Understanding what your competitors charge — and more importantly, why they charge it — tells you where the market perceives value, where there may be room to price higher with better positioning, and where a price-based entry strategy could be effective.


Step 9: Leverage AI Tools for Competitive Research

We are now living in an era where powerful AI tools are available for free or near-free, and their application to competitive analysis is genuinely transformative.

ChatGPT (Free Tier): Ask it to summarise publicly available information about a competitor. Ask it to help you identify potential competitive threats in your industry. Ask it to generate a SWOT analysis framework for your market. It won’t have access to real-time data unless you use a version with browsing capability, but as an analytical thinking partner it is extraordinarily useful — and free.

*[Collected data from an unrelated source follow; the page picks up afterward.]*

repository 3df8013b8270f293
use async_trait::async_trait;

#[async_trait]
pub trait HealthCheckRepository: Send + Sync {
    async fn check_db(&self) -> bool;
}
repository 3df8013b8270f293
use axum::{
    routing::{get, post, put},
    Router,
};
use registry::AppRegistry;

use crate::handler::booking::{
    cancel_booking, create_booking, show_booking, show_booking_list,
};

pub fn build_booking_routers() -> Router<AppRegistry> {
    let bookings_routers = Router::new()
        .route("/", post(create_booking))
        .route("/", get(show_booking_list))
        .route("/:booking_id", get(show_booking))
        .route("/:booking_id/cancel", put(cancel_booking));

    Router::new().nest("/bookings", bookings_routers)
}
use axum::{routing::get, Router};
use registry::AppRegistry;

use crate::handler::health::{health_check, health_check_db};

pub fn build_health_check_routers() -> Router<AppRegistry> {
    let health_routers = Router::new()
        .route("/", get(health_check))
        .route("/db", get(health_check_db));

    Router::new().nest("/health", health_routers)
}
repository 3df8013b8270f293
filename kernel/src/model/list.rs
/// limit/offset 指定つきの一覧取得結果
#[derive(Debug)]
pub struct PaginatedList<T> {
    pub total: i64,
    pub limit: i64,
    pub offset: i64,
    pub items: Vec<T>,
}

impl<T> PaginatedList<T> {
    pub fn into_inner(self) -> Vec<T> {
        self.items
    }
}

Claude (Free Tier): Excellent for synthesising large amounts of publicly available text you’ve gathered and drawing analytical conclusions. Paste in a competitor’s entire “About” page, their recent press releases, and their LinkedIn description and ask for a competitive profile. You’ll get one in seconds.

Perplexity AI: This one actively searches the web and summarises current information with cited sources. For competitive research — recent news, new product launches, press mentions — this tool is remarkable and has a robust free tier.

The emerging field of competitive intelligence via language models is now being actively researched in academic circles. An arXiv paper from 2025, Language Models Guidance with Multi-Aspect-Cueing: A Case Study for Competitor Analysis, demonstrated that NLP-driven competitor analysis “consistently improves model performance, thereby enhancing analytical efficacy in competitor analysis” [7]. Translation: AI is getting genuinely good at this, and it’s available to you right now, for free.


Step 10: Network Intelligence — The Human Advantage

I want to talk about something that no software can replicate and that costs nothing: human intelligence gathered through relationships.

Attend industry events. Join free professional communities — LinkedIn groups, Slack communities, industry Discord servers. Talk to people. Ask questions. Listen.

People in industries talk. Former employees of your competitors know things. Suppliers who work with multiple businesses in your space know things. Customers who have tried multiple options in your market know things. This is all information that is freely available to anyone willing to have the conversations.

This is the competitive intelligence method I personally rely on most heavily as a trader. No algorithm tells me what I can learn from a 20-minute conversation with someone who worked at a firm I’m analysing. The human intelligence layer is both free and irreplaceable.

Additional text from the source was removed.